═══ MATERIAL FOR THIS EXERCISE

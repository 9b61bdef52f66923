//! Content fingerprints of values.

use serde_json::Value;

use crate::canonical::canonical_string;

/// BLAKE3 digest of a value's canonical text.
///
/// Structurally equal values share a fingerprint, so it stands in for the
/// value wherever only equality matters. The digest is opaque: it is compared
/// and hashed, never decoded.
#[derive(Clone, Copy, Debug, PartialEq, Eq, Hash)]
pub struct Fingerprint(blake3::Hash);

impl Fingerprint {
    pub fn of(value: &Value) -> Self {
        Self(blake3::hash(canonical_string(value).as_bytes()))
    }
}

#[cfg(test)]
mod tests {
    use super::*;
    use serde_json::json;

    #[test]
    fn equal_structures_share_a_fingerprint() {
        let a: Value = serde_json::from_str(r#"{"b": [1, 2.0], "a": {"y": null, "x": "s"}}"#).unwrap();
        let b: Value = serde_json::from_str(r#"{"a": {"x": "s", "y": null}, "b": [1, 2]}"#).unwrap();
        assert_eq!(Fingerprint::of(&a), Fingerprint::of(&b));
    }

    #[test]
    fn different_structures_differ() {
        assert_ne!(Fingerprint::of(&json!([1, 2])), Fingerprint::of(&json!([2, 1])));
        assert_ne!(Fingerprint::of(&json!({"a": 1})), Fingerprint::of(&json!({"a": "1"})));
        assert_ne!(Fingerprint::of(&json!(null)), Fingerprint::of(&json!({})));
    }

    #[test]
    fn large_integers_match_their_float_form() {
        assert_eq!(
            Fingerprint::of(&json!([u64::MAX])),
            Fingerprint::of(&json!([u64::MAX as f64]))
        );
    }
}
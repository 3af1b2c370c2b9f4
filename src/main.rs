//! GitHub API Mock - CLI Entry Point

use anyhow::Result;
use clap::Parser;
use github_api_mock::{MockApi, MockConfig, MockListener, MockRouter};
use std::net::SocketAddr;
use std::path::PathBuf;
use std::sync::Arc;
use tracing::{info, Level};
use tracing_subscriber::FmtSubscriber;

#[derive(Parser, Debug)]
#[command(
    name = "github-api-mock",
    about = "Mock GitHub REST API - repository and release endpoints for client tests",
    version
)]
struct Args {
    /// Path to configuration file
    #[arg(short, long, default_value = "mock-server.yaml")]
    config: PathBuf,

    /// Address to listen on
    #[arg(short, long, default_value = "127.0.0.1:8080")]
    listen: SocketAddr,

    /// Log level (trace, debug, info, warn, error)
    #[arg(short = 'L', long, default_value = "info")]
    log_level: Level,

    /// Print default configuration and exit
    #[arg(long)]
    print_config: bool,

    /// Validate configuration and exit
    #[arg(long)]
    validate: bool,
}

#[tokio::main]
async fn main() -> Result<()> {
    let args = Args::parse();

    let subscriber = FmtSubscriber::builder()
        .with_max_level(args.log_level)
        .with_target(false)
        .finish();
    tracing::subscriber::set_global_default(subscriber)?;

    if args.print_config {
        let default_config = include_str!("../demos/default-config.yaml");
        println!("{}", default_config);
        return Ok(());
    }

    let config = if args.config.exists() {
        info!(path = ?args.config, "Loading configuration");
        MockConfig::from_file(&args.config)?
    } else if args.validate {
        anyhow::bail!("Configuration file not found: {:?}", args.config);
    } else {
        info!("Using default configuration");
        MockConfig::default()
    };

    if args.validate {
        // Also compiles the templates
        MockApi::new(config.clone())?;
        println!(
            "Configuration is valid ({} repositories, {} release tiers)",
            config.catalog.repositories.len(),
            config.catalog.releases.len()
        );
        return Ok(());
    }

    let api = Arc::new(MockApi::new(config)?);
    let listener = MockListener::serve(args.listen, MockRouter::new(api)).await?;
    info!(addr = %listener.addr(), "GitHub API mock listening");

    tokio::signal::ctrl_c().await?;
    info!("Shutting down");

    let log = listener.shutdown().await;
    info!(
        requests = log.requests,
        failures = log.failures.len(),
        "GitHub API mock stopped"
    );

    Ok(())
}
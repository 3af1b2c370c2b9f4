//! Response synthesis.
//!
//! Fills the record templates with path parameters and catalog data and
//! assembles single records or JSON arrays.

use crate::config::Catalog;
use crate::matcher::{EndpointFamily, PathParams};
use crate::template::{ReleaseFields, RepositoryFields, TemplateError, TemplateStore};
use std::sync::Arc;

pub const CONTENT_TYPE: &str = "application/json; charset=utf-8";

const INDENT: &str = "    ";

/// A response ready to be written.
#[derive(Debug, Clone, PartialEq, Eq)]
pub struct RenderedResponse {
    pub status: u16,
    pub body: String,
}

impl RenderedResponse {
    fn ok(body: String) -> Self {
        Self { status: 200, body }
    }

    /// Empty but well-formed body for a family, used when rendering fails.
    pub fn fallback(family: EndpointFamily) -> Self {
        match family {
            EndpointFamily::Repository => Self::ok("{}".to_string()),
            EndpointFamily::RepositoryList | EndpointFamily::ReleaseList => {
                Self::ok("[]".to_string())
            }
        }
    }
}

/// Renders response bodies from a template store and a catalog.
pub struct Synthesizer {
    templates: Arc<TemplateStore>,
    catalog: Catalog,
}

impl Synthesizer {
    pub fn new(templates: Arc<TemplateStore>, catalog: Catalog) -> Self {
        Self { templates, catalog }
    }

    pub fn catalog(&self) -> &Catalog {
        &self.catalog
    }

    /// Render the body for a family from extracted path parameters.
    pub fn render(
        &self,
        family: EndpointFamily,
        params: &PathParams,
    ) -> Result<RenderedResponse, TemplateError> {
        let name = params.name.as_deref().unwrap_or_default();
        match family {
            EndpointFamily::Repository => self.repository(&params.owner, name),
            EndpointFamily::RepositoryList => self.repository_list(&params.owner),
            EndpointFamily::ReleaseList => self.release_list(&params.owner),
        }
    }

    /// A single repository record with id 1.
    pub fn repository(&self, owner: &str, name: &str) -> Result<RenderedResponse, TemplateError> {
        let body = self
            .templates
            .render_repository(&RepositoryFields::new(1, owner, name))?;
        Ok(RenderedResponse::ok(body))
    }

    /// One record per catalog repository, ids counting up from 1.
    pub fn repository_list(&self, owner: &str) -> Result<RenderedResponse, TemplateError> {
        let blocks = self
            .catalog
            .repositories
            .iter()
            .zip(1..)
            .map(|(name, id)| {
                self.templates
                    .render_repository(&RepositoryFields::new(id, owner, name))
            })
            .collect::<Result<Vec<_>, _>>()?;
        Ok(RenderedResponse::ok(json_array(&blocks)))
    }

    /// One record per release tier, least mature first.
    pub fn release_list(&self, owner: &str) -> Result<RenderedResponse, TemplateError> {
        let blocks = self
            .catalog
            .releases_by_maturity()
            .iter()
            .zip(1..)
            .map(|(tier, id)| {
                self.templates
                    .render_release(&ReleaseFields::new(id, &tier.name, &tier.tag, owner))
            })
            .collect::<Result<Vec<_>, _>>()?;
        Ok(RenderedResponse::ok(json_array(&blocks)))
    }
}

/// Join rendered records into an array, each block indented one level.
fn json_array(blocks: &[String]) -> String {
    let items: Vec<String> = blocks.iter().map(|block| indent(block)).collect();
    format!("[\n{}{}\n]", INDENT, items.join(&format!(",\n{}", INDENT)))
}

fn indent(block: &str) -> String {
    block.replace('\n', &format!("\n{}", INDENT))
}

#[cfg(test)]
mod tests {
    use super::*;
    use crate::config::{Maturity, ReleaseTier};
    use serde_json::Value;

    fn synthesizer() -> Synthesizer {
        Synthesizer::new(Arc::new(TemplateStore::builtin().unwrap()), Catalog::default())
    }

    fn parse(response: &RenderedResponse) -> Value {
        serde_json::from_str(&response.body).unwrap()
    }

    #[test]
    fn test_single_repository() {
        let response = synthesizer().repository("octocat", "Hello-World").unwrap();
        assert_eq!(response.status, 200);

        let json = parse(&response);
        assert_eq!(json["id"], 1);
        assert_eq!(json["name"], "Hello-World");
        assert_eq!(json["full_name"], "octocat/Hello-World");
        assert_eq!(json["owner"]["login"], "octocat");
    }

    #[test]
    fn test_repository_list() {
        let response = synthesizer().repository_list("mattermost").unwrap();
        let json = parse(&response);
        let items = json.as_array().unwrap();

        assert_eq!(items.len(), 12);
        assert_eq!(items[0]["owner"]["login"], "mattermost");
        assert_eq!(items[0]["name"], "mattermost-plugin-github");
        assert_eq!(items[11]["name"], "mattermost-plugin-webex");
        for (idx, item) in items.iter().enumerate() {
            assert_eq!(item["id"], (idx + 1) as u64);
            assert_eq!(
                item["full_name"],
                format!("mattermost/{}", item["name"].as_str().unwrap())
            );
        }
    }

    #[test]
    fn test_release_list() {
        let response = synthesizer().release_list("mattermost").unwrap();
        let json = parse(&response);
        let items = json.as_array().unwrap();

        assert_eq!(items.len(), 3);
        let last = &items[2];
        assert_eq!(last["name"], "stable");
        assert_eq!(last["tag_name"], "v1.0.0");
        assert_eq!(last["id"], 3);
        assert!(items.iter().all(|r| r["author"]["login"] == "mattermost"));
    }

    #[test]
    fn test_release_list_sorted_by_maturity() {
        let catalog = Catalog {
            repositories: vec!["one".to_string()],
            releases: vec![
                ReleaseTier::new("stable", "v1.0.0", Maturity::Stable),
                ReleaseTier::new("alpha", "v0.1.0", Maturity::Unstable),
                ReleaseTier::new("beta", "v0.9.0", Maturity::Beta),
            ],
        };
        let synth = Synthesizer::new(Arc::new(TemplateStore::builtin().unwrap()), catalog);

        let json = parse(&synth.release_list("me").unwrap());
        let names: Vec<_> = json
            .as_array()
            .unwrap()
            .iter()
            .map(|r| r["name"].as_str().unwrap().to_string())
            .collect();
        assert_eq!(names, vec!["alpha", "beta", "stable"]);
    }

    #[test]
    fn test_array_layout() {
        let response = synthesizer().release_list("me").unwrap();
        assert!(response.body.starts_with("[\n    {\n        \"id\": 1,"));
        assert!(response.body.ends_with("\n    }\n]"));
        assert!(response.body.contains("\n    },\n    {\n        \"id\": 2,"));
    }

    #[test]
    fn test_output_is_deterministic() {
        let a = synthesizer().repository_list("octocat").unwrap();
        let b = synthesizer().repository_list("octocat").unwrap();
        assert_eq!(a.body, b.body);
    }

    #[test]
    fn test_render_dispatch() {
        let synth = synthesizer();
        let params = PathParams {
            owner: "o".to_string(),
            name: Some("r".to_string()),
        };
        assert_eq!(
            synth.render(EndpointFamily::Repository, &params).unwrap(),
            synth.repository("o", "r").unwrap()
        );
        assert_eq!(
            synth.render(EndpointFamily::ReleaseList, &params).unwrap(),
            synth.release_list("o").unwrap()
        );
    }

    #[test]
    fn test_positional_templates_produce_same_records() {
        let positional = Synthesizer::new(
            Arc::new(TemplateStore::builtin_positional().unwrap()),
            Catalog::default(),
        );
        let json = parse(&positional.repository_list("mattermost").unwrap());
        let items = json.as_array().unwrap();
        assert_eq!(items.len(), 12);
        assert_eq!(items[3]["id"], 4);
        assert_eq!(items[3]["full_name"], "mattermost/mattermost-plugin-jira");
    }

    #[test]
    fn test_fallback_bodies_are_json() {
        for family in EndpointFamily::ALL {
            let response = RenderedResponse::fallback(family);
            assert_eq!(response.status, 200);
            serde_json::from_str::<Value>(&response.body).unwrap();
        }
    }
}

══════

Starting from the data above, filter for lines with "derive" and copy each one.

#[derive(Clone, Copy, Debug, PartialEq, Eq, Hash)]
#[derive(Parser, Debug)]
#[derive(Debug, Clone, PartialEq, Eq)]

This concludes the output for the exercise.